I know I get on the soap box sometimes, but I really can't abide the thought of animals, or people for that matter, suffering needlessly.
I work hard for my animals and the joy I get from them. I have dogs who were mainstream unadoptable. They take extra time and effort. To me, they are worth it. I also have a back up plan. There is money set aside to euthanize all of them if it came to an untimely death for me and no suitable home for them.Things are never black and white in life, unfortunately. I've spent a lifetime and a lot of money with horses. It would be nice to think I could keep them all for a lifetime but that's just not always possible. Especially as we get older, decisions have to be made. I'm coming 60 next year and it's not as easy as it once was to take care of them all. I am down to 10 horses, and for those that think "10 horses!", I used to run over 50 head just my operation and when my folks were doing their thing we had more than 100 most of the time. At some point you say, "It's time to cut back." and you have to start making plans.

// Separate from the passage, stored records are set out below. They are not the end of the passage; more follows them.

//! Cooperative single-loop runner (`single-loop` feature).
//!
//! One loop polls the timer wheel, runs every due activity in order, then
//! sleeps one tick. An animation render blocks the whole loop until its last
//! frame is out; the wheel skips whatever periods that costs.

use core::sync::atomic::Ordering;

use embassy_time::{Delay, Instant, Timer};
use geek_lcd_common::heartbeat::Heartbeat;
use geek_lcd_common::schedule::{Activity, MAX_TASKS, TaskSet, TimerWheel};
use geek_lcd_common::{LcdFramebuffer, PageCycle};
use heapless::Vec;

use super::heartbeat::{CURRENT_PAGE, led_on, log_report};
use crate::display::Lcd;
use crate::status::sample_status;

pub async fn run_single_loop(
    mut lcd: Lcd,
    fb: &'static mut LcdFramebuffer,
    mut cycle: PageCycle,
    tasks: &TaskSet,
    tick_ms: u32,
) -> ! {
    lcd.init_default();
    defmt::info!("LCD initialized: {}", lcd.config());

    let mut heartbeats: Vec<Heartbeat, MAX_TASKS> = tasks.heartbeats().map(|(id, _)| Heartbeat::new(id)).collect();
    let mut wheel = TimerWheel::new(tasks);
    let mut delay = Delay;
    let start = Instant::now();

    loop {
        for activity in wheel.poll(start.elapsed().as_millis()) {
            match activity {
                Activity::Heartbeat(id) => {
                    if let Some(heartbeat) = heartbeats.iter_mut().find(|h| h.id() == id) {
                        let status = sample_status().await;
                        log_report(&heartbeat.beat(led_on(), cycle.current(), status));
                    }
                }
                Activity::PageCycle => {
                    cycle.render_next(fb, &mut lcd, &mut delay);
                    CURRENT_PAGE.store(cycle.current().index(), Ordering::Relaxed);
                }
            }
        }
        Timer::after_millis(u64::from(tick_ms)).await;
    }
}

I agree, and you are facing a reality you might not like, but you ARE doing what YOU feel is best for yours. Some folks won't even think about it.
One of my things is, every single horse will be under saddle before it leaves this property. That way, if it's not going to a breeder, it still has a use. YES! It's one of the reasons I'm so adamant about temper and trainability. There's going to come a day when, even if I wanted to and had the room, I could not take a horse I had sold back. Planning for that day, they all get a lot of training and use time so that when they go, they are good, productive using horses.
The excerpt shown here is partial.